• Problem to work on: In the records that follow, the lines from the one containing "config.offline_retry_delay = Duration::from_secs(10);" to the one containing "tokio::time::sleep(Duration::from_millis(500)).await;", inclusive, are to be given again exactly.

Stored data

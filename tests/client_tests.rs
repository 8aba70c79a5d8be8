// End-to-end live client tests against a real listener: transport
// selection, fallback polling, staleness, shutdown.

use std::net::SocketAddr;
use std::sync::Arc;
use std::sync::atomic::AtomicUsize;

use futures_util::StreamExt;
use thermocast::client::{ConnectionStatus, DashboardState, LiveClient, LiveClientConfig};
use thermocast::config::AppConfig;
use thermocast::metrics::{MetricsSource, MetricsState, MilestoneTracker};
use thermocast::routes;
use thermocast::worker::{self, WorkerConfig, WorkerDeps};
use tokio::sync::{broadcast, mpsc, oneshot, watch};
use tokio::time::{Duration, timeout};

const TEST_CONFIG: &str = r#"
[server]
port = 8081
host = "0.0.0.0"

[publishing]
heartbeat_interval_secs = 1
broadcast_capacity = 16

[monitoring]
update_interval_secs = 5
staleness_window_secs = 30
stats_log_interval_secs = 60

[client]
poll_interval_secs = 1
staleness_timeout_secs = 45
retry_base_ms = 200
retry_cap_ms = 5000
max_poll_failures = 3
offline_retry_delay_secs = 5
"#;

struct IdleSource;

impl MetricsSource for IdleSource {
    fn update(&mut self, _state: &mut MetricsState) {}
}

struct ServerCtx {
    addr: SocketAddr,
    _shutdown_tx: oneshot::Sender<()>,
}

/// Full server stack on an ephemeral port, heartbeating every second.
async fn spawn_backend() -> ServerCtx {
    let config = AppConfig::load_from_str(TEST_CONFIG).unwrap();
    let state = MetricsState::seed();
    let (push_tx, _) = broadcast::channel(config.publishing.broadcast_capacity);
    let (summary_tx, summary_rx) = watch::channel(state.summary());
    let (install_tx, install_rx) = mpsc::channel(8);
    let (shutdown_tx, shutdown_rx) = oneshot::channel();
    let live_connections = Arc::new(AtomicUsize::new(0));
    worker::spawn(
        WorkerDeps {
            state,
            source: Box::new(IdleSource),
            milestones: MilestoneTracker::standard(),
            push_tx: push_tx.clone(),
            summary_tx,
            install_rx,
            live_connections: live_connections.clone(),
            shutdown_rx,
        },
        WorkerConfig {
            update_interval_secs: 1000,
            heartbeat_interval_secs: 1,
            stats_log_interval_secs: 1000,
        },
    );
    let app = routes::app(push_tx, summary_rx, install_tx, live_connections, config);
    let listener = tokio::net::TcpListener::bind("127.0.0.1:0").await.unwrap();
    let addr = listener.local_addr().unwrap();
    tokio::spawn(async move {
        let _ = axum::serve(listener, app).await;
    });
    ServerCtx {
        addr,
        _shutdown_tx: shutdown_tx,
    }
}

/// Reserve an ephemeral port with nothing listening on it.
async fn dead_addr() -> SocketAddr {
    let listener = tokio::net::TcpListener::bind("127.0.0.1:0").await.unwrap();
    let addr = listener.local_addr().unwrap();
    drop(listener);
    addr
}

fn client_config(ws_addr: SocketAddr, http_addr: SocketAddr) -> LiveClientConfig {
    LiveClientConfig {
        ws_url: format!("ws://{ws_addr}/live"),
        summary_url: format!("http://{http_addr}/summary"),
        poll_interval: Duration::from_secs(1),
        staleness_timeout: Duration::from_secs(45),
        retry_base: Duration::from_millis(200),
        retry_cap: Duration::from_secs(5),
        max_poll_failures: 3,
        offline_retry_delay: Duration::from_secs(5),
    }
}

async fn wait_status(
    rx: &mut watch::Receiver<ConnectionStatus>,
    want: ConnectionStatus,
    secs: u64,
) {
    let result = timeout(Duration::from_secs(secs), rx.wait_for(|s| *s == want)).await;
    assert!(result.is_ok(), "timed out waiting for status {want:?}");
    result.unwrap().expect("status channel closed");
}

async fn wait_state(
    rx: &mut watch::Receiver<DashboardState>,
    pred: impl FnMut(&DashboardState) -> bool,
    secs: u64,
) -> DashboardState {
    let result = timeout(Duration::from_secs(secs), rx.wait_for(pred)).await;
    assert!(result.is_ok(), "timed out waiting for dashboard state");
    result.unwrap().expect("state channel closed").clone()
}

#[tokio::test]
async fn test_live_channel_populates_dashboard() {
    let backend = spawn_backend().await;
    let mut client = LiveClient::spawn(client_config(backend.addr, backend.addr));
    let mut status_rx = client.status();
    let mut state_rx = client.state();

    wait_status(&mut status_rx, ConnectionStatus::Live, 5).await;
    // Welcome full_update carries the whole seeded projection.
    let state = wait_state(&mut state_rx, |s| s.total_installs == 1247, 5).await;
    assert_eq!(state.active_instances, 1156);
    assert_eq!(state.country_count, 7);
    // Heartbeats keep flowing and feed the latency history.
    wait_state(&mut state_rx, |s| !s.latency_history.is_empty(), 5).await;

    client.stop().await;
    client.stop().await; // idempotent
}

#[tokio::test]
async fn test_fallback_polling_when_live_channel_down() {
    let backend = spawn_backend().await;
    let dead = dead_addr().await;
    // Live channel unreachable, REST reachable.
    let mut config = client_config(dead, backend.addr);
    config.retry_base = Duration::from_secs(5);
    config.retry_cap = Duration::from_secs(5);
    let mut client = LiveClient::spawn(config);
    let mut status_rx = client.status();
    let mut state_rx = client.state();

    wait_status(&mut status_rx, ConnectionStatus::Degraded, 10).await;
    let state = wait_state(&mut state_rx, |s| s.total_installs == 1247, 10).await;
    assert_eq!(state.country_count, 7);

    client.stop().await;
}

#[tokio::test]
async fn test_offline_after_repeated_poll_failures() {
    let dead = dead_addr().await;
    let mut config = client_config(dead, dead);
    config.retry_base = Duration::from_secs(10);
    config.retry_cap = Duration::from_secs(10);
    config.max_poll_failures = 2;
    config.offline_retry_delay = Duration::from_secs(10);
    let mut client = LiveClient::spawn(config);
    let mut status_rx = client.status();

    wait_status(&mut status_rx, ConnectionStatus::Offline, 10).await;

    client.stop().await;
}

#[tokio::test]
async fn test_silent_live_channel_degrades_but_stays_connected() {
    // WebSocket server that completes the handshake and then says nothing.
    let listener = tokio::net::TcpListener::bind("127.0.0.1:0").await.unwrap();
    let addr = listener.local_addr().unwrap();
    tokio::spawn(async move {
        while let Ok((stream, _)) = listener.accept().await {
            tokio::spawn(async move {
                if let Ok(ws) = tokio_tungstenite::accept_async(stream).await {
                    let (_write, mut read) = ws.split();
                    while let Some(Ok(_)) = read.next().await {}
                }
            });
        }
    });

    let mut config = client_config(addr, addr);
    config.staleness_timeout = Duration::from_secs(2);
    let mut client = LiveClient::spawn(config);
    let mut status_rx = client.status();

    wait_status(&mut status_rx, ConnectionStatus::Live, 5).await;
    // Well inside the staleness window the channel is still considered live.
    tokio::time::sleep(Duration::from_millis(500)).await;
    assert_eq!(*status_rx.borrow(), ConnectionStatus::Live);
    wait_status(&mut status_rx, ConnectionStatus::Degraded, 5).await;

    client.stop().await;
}

#[tokio::test]
async fn test_stop_during_fallback_returns_promptly() {
    let dead = dead_addr().await;
    let mut client = LiveClient::spawn(client_config(dead, dead));
    tokio::time::sleep(Duration::from_millis(300)).await;
    timeout(Duration::from_secs(2), client.stop())
        .await
        .expect("stop did not return");
}
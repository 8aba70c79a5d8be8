// GET/POST handlers: version, summary, install ingestion, health probes

use axum::{Json, extract::State, http::StatusCode, response::IntoResponse};
use tokio::sync::oneshot;

use super::AppState;
use crate::models::{InstallAck, InstallReport, now_ms};
use crate::version::{NAME, VERSION};

/// GET /version — returns service name and version (from Cargo.toml at build time).
pub(super) async fn version_handler() -> impl IntoResponse {
    Json(serde_json::json!({
        "name": NAME,
        "version": VERSION,
    }))
}

/// GET /summary — full metrics projection. The fallback transport: one
/// response fully reconstructs client state without any prior push events.
pub(super) async fn summary_handler(State(state): State<AppState>) -> impl IntoResponse {
    Json(state.summary_rx.borrow().clone())
}

/// POST /install — discrete install event. Forwarded to the worker (the
/// single writer), which broadcasts `new_install` immediately and replies
/// with the updated cumulative count.
pub(super) async fn install_handler(
    State(state): State<AppState>,
    Json(report): Json<InstallReport>,
) -> impl IntoResponse {
    let (reply_tx, reply_rx) = oneshot::channel();
    if state.install_tx.send((report, reply_tx)).await.is_err() {
        return (
            StatusCode::SERVICE_UNAVAILABLE,
            Json(serde_json::json!({ "error": "metrics worker unavailable" })),
        )
            .into_response();
    }
    match reply_rx.await {
        Ok(total) => Json(InstallAck {
            success: true,
            total_installs: total,
        })
        .into_response(),
        Err(_) => (
            StatusCode::SERVICE_UNAVAILABLE,
            Json(serde_json::json!({ "error": "metrics worker unavailable" })),
        )
            .into_response(),
    }
}

/// GET /healthz — process liveness: uptime and live-channel connection count.
pub(super) async fn healthz_handler(State(state): State<AppState>) -> impl IntoResponse {
    Json(serde_json::json!({
        "status": "ok",
        "uptimeSecs": state.started_at.elapsed().as_secs(),
        "connections": state
            .live_connections
            .load(std::sync::atomic::Ordering::Relaxed),
    }))
}

/// GET /livez — degraded (503) when no internal update has occurred within
/// the staleness window.
pub(super) async fn livez_handler(State(state): State<AppState>) -> impl IntoResponse {
    let last_update = state.summary_rx.borrow().last_update;
    let window_ms = state.config.monitoring.staleness_window_secs * 1000;
    let is_live = now_ms().saturating_sub(last_update) < window_ms;
    let code = if is_live {
        StatusCode::OK
    } else {
        StatusCode::SERVICE_UNAVAILABLE
    };
    (
        code,
        Json(serde_json::json!({
            "status": if is_live { "live" } else { "degraded" },
            "lastUpdate": last_update,
            "connections": state
                .live_connections
                .load(std::sync::atomic::Ordering::Relaxed),
        })),
    )
}
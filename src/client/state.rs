// Client-side dashboard state: one always-populated view of the metrics,
// regardless of which transport is currently driving updates.

use std::collections::{BTreeSet, VecDeque};

use crate::models::{MetricsSummary, PushMessage, now_ms};

/// Bounded p95 history for sparkline-style rendering.
const LATENCY_HISTORY_POINTS: usize = 50;

#[derive(Debug, Clone, Copy, PartialEq, Eq)]
pub enum ConnectionStatus {
    Connecting,
    Live,
    /// Transport up (or polling), but data may be stale.
    Degraded,
    Offline,
}

#[derive(Debug, Clone, Default)]
pub struct DashboardState {
    pub total_installs: u64,
    pub active_instances: u64,
    pub p95_latency: f64,
    pub p99_latency: f64,
    pub reliability: f64,
    /// Countries seen in install events; the server-reported cardinality may
    /// run ahead of this set.
    pub countries: BTreeSet<String>,
    pub country_count: u32,
    pub installs_per_hour: u64,
    pub hw_events: u64,
    pub avg_temp: f64,
    /// (timestamp ms, p95) pairs, most recent last.
    pub latency_history: VecDeque<(u64, f64)>,
    /// Timestamp of the most recently applied data (server time when the
    /// update carried one, local arrival time otherwise).
    pub last_update: u64,
    /// Server publication sequence of the last applied full snapshot.
    pub seq: u64,
}

impl DashboardState {
    pub fn new() -> Self {
        Self::default()
    }

    /// Apply one push message in arrival order. Returns true when visible
    /// state changed.
    pub fn apply_push(&mut self, msg: &PushMessage) -> bool {
        match msg {
            PushMessage::Heartbeat(h) => {
                self.active_instances = h.active_instances;
                self.p95_latency = h.p95_latency.max(0.0);
                self.installs_per_hour = h.installs_per_hour;
                self.latency_history.push_back((now_ms(), self.p95_latency));
                while self.latency_history.len() > LATENCY_HISTORY_POINTS {
                    self.latency_history.pop_front();
                }
                self.last_update = now_ms();
                true
            }
            PushMessage::NewInstall(n) => {
                // The counter never goes backwards, even if the event lost a
                // race with a fuller update.
                self.total_installs = (self.total_installs + 1).max(n.global_installs);
                if let Some(c) = &n.country {
                    self.countries.insert(c.clone());
                }
                self.country_count = self.country_count.max(self.countries.len() as u32);
                self.last_update = now_ms();
                true
            }
            PushMessage::Milestone(m) => {
                tracing::info!(
                    threshold = m.threshold,
                    message = %m.message,
                    installs = m.installs,
                    "milestone achieved"
                );
                self.total_installs = self.total_installs.max(m.installs);
                self.last_update = now_ms();
                true
            }
            PushMessage::FullUpdate(s) => self.apply_summary(s),
        }
    }

    /// Overwrite from a full snapshot. Snapshots older than the applied one
    /// are discarded so a late pull can never roll back a newer push.
    /// Returns true when applied.
    pub fn apply_summary(&mut self, s: &MetricsSummary) -> bool {
        if s.seq < self.seq {
            tracing::debug!(
                incoming_seq = s.seq,
                applied_seq = self.seq,
                "discarding stale snapshot"
            );
            return false;
        }
        self.seq = s.seq;
        self.total_installs = self.total_installs.max(s.total_installs);
        self.active_instances = s.active_instances;
        self.p95_latency = s.p95_latency.max(0.0);
        self.p99_latency = s.p99_latency.max(0.0);
        self.reliability = s.reliability.clamp(0.0, 100.0);
        self.installs_per_hour = s.installs_per_hour;
        self.hw_events = s.hw_events;
        self.avg_temp = s.avg_temp;
        self.country_count = s.countries.max(self.countries.len() as u32);
        self.last_update = s.last_update;
        true
    }
}
// Per-tick gauge recomputation

use rand::{Rng, SeedableRng, rngs::StdRng};

use super::MetricsState;
use crate::sampler::Sampler;

/// Source of per-tick gauge updates. The default deployment is synthetic;
/// a production deployment would aggregate sampler snapshots across a fleet.
pub trait MetricsSource: Send {
    fn update(&mut self, state: &mut MetricsState);
}

/// Synthetic gauge generator. When given a local sampler, its cpu reading
/// feeds the average-temperature gauge instead of the simulated value.
pub struct SyntheticSource {
    rng: StdRng,
    sampler: Option<Sampler>,
}

impl SyntheticSource {
    pub fn new() -> Self {
        Self {
            rng: StdRng::from_os_rng(),
            sampler: None,
        }
    }

    pub fn with_sampler(sampler: Sampler) -> Self {
        Self {
            rng: StdRng::from_os_rng(),
            sampler: Some(sampler),
        }
    }
}

impl Default for SyntheticSource {
    fn default() -> Self {
        Self::new()
    }
}

impl MetricsSource for SyntheticSource {
    fn update(&mut self, state: &mut MetricsState) {
        state.total_installs += self.rng.random_range(0..3);
        state.active_instances = state
            .total_installs
            .saturating_sub(self.rng.random_range(0..100));
        state.p95_latency = 180.0 + self.rng.random::<f64>() * 20.0;
        state.p99_latency = state.p95_latency + 40.0 + self.rng.random::<f64>() * 30.0;
        state.reliability = 99.90 + self.rng.random::<f64>() * 0.08;
        state.installs_per_hour = 40 + self.rng.random_range(0..20);
        state.hw_events += self.rng.random_range(50..150);
        state.avg_temp = match self
            .sampler
            .as_ref()
            .and_then(|s| s.sample().cpu_temperature_c)
        {
            Some(t) => t,
            None => 38.0 + self.rng.random::<f64>() * 8.0,
        };
    }
}
//! Common fixtures for the integration tests: a fast configuration, logging,
//! and helpers that stand up connected transports on one simulated fabric.

#![allow(dead_code)]

use std::sync::Once;
use std::thread;
use std::time::{Duration, Instant};

use fabric_transport::{Peer, SimFabric, Transport, TransportConfig};

static LOGGING: Once = Once::new();

/// Installs a test-writer subscriber once per test binary.
pub fn init_logging() {
    LOGGING.call_once(|| {
        let _ = tracing_subscriber::fmt()
            .with_test_writer()
            .with_env_filter(
                tracing_subscriber::EnvFilter::try_from_default_env()
                    .unwrap_or_else(|_| tracing_subscriber::EnvFilter::new("warn")),
            )
            .try_init();
    });
}

/// Short slices so tests finish quickly.
pub fn fast_config() -> TransportConfig {
    TransportConfig {
        poll_interval_ms: 10,
        connect_retry_ms: 5,
        accept_interval_ms: 2,
        handshake_timeout_ms: 2_000,
        op_timeout_ms: 5_000,
        ..Default::default()
    }
}

pub const TIMEOUT: Option<Duration> = Some(Duration::from_secs(5));

pub fn transport(fabric: &SimFabric) -> Transport {
    init_logging();
    Transport::init(fast_config(), fabric.add_nic()).expect("transport init")
}

/// Blocks until `transport` has accepted a connection from `instance`.
pub fn wait_for_peer(transport: &Transport, instance: u32) -> Peer {
    let deadline = Instant::now() + Duration::from_secs(5);
    loop {
        if let Some(peer) = transport
            .peers()
            .into_iter()
            .find(|p| p.instance == instance)
        {
            return peer;
        }
        assert!(Instant::now() < deadline, "peer {instance} never connected");
        thread::sleep(Duration::from_millis(2));
    }
}

/// A client connected to `server`.
pub struct Client {
    pub transport: Transport,
    /// The server, as the client sees it.
    pub server: Peer,
    /// The client, as the server sees it.
    pub on_server: Peer,
}

pub fn connect_client(fabric: &SimFabric, server: &Transport) -> Client {
    let transport = transport(fabric);
    let peer = transport
        .connect(&server.url().to_string(), TIMEOUT)
        .expect("connect");
    let on_server = wait_for_peer(server, transport.instance());
    Client {
        transport,
        server: peer,
        on_server,
    }
}

/// Polls `check` until it holds or five seconds pass.
pub fn eventually(what: &str, mut check: impl FnMut() -> bool) {
    let deadline = Instant::now() + Duration::from_secs(5);
    while !check() {
        assert!(Instant::now() < deadline, "timed out waiting for {what}");
        thread::sleep(Duration::from_millis(2));
    }
}
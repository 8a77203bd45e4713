//! Property-based tests for the request queue over the simulated fabric.
//!
//! Clients send while fewer than half of the slots are in flight and the
//! server consumes in between. Every live request must occupy its own slot
//! and the server must see requests in the order their slots were claimed.

mod common;

use std::collections::{HashSet, VecDeque};

use common::{connect_client, transport, TIMEOUT};
use fabric_transport::{MemoryHandle, Operation, Role, SimFabric};
use proptest::prelude::*;

const SLOT_SIZE: usize = 64;

#[derive(Debug, Clone, Copy)]
enum Step {
    Send(usize),
    Receive,
}

fn any_step() -> impl Strategy<Value = Step> {
    prop_oneof![
        3 => (0usize..3).prop_map(Step::Send),
        2 => Just(Step::Receive),
    ]
}

fn any_slot_count() -> impl Strategy<Value = usize> {
    prop_oneof![Just(4usize), Just(8), Just(16)]
}

fn run(slot_count: usize, clients: usize, steps: &[Step]) -> Result<(), TestCaseError> {
    let fabric = SimFabric::default();
    let server = transport(&fabric);
    let mut queue = server
        .register(
            vec![0u8; slot_count * SLOT_SIZE],
            SLOT_SIZE,
            Role::RequestQueue,
            None,
        )
        .unwrap();
    let connected: Vec<_> = (0..clients)
        .map(|_| connect_client(&fabric, &server))
        .collect();
    let mut handles: Vec<MemoryHandle> = connected
        .iter()
        .map(|c| {
            c.transport
                .register(vec![0u8; SLOT_SIZE], 1, Role::Send, Some(&c.server))
                .unwrap()
        })
        .collect();

    let mut live: VecDeque<(u64, u64)> = VecDeque::new();
    let mut seq = 0u64;
    for step in steps {
        let send = match *step {
            Step::Send(_) => live.len() < slot_count / 2,
            Step::Receive => live.is_empty(),
        };
        if send {
            let who = match *step {
                Step::Send(k) => k % clients,
                Step::Receive => 0,
            };
            let client = &connected[who];
            let handle = &mut handles[who];
            handle.write(0, &seq.to_le_bytes()).unwrap();
            client.transport.send(handle, None).unwrap();
            let status = client
                .transport
                .wait(handle, Operation::Send, TIMEOUT)
                .unwrap();
            let slot = status.offset / SLOT_SIZE as u64;
            prop_assert!(slot < slot_count as u64);
            let slots: HashSet<u64> = live.iter().map(|&(s, _)| s).collect();
            prop_assert!(!slots.contains(&slot), "slot {} claimed twice", slot);
            live.push_back((slot, seq));
            seq += 1;
        } else {
            let status = server
                .wait(&mut queue, Operation::Receive, TIMEOUT)
                .unwrap();
            let (slot, expected) = live.pop_front().unwrap();
            prop_assert_eq!(status.offset, slot * SLOT_SIZE as u64);
            let bytes = queue.read(status.offset as usize, 8).unwrap();
            let mut word = [0u8; 8];
            word.copy_from_slice(&bytes);
            prop_assert_eq!(u64::from_le_bytes(word), expected);
        }
    }

    while let Some((slot, expected)) = live.pop_front() {
        let status = server
            .wait(&mut queue, Operation::Receive, TIMEOUT)
            .unwrap();
        prop_assert_eq!(status.offset, slot * SLOT_SIZE as u64);
        let bytes = queue.read(status.offset as usize, 8).unwrap();
        let mut word = [0u8; 8];
        word.copy_from_slice(&bytes);
        prop_assert_eq!(u64::from_le_bytes(word), expected);
    }
    prop_assert_eq!(server.metrics().requests_received, seq);
    Ok(())
}

proptest! {
    #![proptest_config(ProptestConfig::with_cases(16))]

    #[test]
    fn prop_live_slots_distinct_and_fifo(
        slot_count in any_slot_count(),
        clients in 1usize..=3,
        steps in proptest::collection::vec(any_step(), 1..40),
    ) {
        run(slot_count, clients, &steps)?;
    }
}
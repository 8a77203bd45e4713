//! Transport counters.
//!
//! Each counter is a relaxed `AtomicU64`; [`TransportMetrics::snapshot`]
//! reads them one by one, so a snapshot taken under load is not atomic across
//! fields.

use std::sync::atomic::{AtomicU64, Ordering};

use serde::{Deserialize, Serialize};

macro_rules! counters {
    ($( $(#[$doc:meta])* $field:ident $(=> $bump:ident)?; )*) => {
        /// Counter values read by [`TransportMetrics::snapshot`].
        #[derive(Debug, Clone, Default, PartialEq, Eq, Serialize, Deserialize)]
        pub struct MetricsSnapshot {
            $( $(#[$doc])* pub $field: u64, )*
        }

        /// Counters shared by every thread that touches a transport.
        #[derive(Default)]
        pub struct TransportMetrics {
            $( $field: AtomicU64, )*
        }

        impl TransportMetrics {
            $($(
                #[doc = concat!("Adds one to `", stringify!($field), "`.")]
                pub fn $bump(&self) {
                    self.$field.fetch_add(1, Ordering::Relaxed);
                }
            )?)*

            /// Reads every counter.
            pub fn snapshot(&self) -> MetricsSnapshot {
                MetricsSnapshot {
                    $( $field: self.$field.load(Ordering::Relaxed), )*
                }
            }
        }
    };
}

counters! {
    /// Connections established, in either direction.
    connections_opened;
    /// Connections torn down.
    connections_closed;
    /// Connections currently in the directory.
    active_connections;
    /// Buffers registered, request queue included.
    buffers_registered => inc_buffers_registered;
    /// Buffers unregistered, request queue included.
    buffers_unregistered => inc_buffers_unregistered;
    /// Bytes written to peers by `put` and `send`.
    bytes_put;
    /// Bytes pulled from peers by `get`.
    bytes_got;
    /// Requests sent into a peer's request queue.
    requests_sent => inc_requests_sent;
    /// Requests delivered from the local request queue.
    requests_received => inc_requests_received;
    /// Slot claims that found the request queue full.
    slot_overflows => inc_slot_overflows;
    /// Resets of the request queue's shared index.
    queue_resets => inc_queue_resets;
    /// Unblock notifications broadcast to clients.
    unblocks_sent => inc_unblocks_sent;
    /// Unblock notifications consumed by this client.
    unblocks_received => inc_unblocks_received;
    /// Waits that returned OK.
    waits_completed => inc_waits_completed;
    /// Waits that ran out of time.
    waits_timed_out => inc_waits_timed_out;
    /// Waits that observed cancellation.
    waits_cancelled => inc_waits_cancelled;
    /// Completion events that reported failure.
    completion_errors => inc_completion_errors;
}

impl std::fmt::Debug for TransportMetrics {
    fn fmt(&self, f: &mut std::fmt::Formatter<'_>) -> std::fmt::Result {
        self.snapshot().fmt(f)
    }
}

impl TransportMetrics {
    /// All counters at zero.
    #[must_use]
    pub fn new() -> Self {
        Self::default()
    }

    /// Bumps the opened total and the active gauge.
    pub fn connection_opened(&self) {
        self.connections_opened.fetch_add(1, Ordering::Relaxed);
        self.active_connections.fetch_add(1, Ordering::Relaxed);
    }

    /// Bumps the closed total. The active gauge saturates at zero.
    pub fn connection_closed(&self) {
        self.connections_closed.fetch_add(1, Ordering::Relaxed);
        let _ = self
            .active_connections
            .fetch_update(Ordering::Relaxed, Ordering::Relaxed, |v| v.checked_sub(1));
    }

    pub(crate) fn add_bytes_put(&self, bytes: u64) {
        self.bytes_put.fetch_add(bytes, Ordering::Relaxed);
    }

    pub(crate) fn add_bytes_got(&self, bytes: u64) {
        self.bytes_got.fetch_add(bytes, Ordering::Relaxed);
    }
}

• Task response:
    config.offline_retry_delay = Duration::from_secs(10);
    let mut client = LiveClient::spawn(config);
    let mut status_rx = client.status();

    wait_status(&mut status_rx, ConnectionStatus::Offline, 10).await;

    client.stop().await;
}

#[tokio::test]
async fn test_silent_live_channel_degrades_but_stays_connected() {
    // WebSocket server that completes the handshake and then says nothing.
    let listener = tokio::net::TcpListener::bind("127.0.0.1:0").await.unwrap();
    let addr = listener.local_addr().unwrap();
    tokio::spawn(async move {
        while let Ok((stream, _)) = listener.accept().await {
            tokio::spawn(async move {
                if let Ok(ws) = tokio_tungstenite::accept_async(stream).await {
                    let (_write, mut read) = ws.split();
                    while let Some(Ok(_)) = read.next().await {}
                }
            });
        }
    });

    let mut config = client_config(addr, addr);
    config.staleness_timeout = Duration::from_secs(2);
    let mut client = LiveClient::spawn(config);
    let mut status_rx = client.status();

    wait_status(&mut status_rx, ConnectionStatus::Live, 5).await;
    // Well inside the staleness window the channel is still considered live.
    tokio::time::sleep(Duration::from_millis(500)).await;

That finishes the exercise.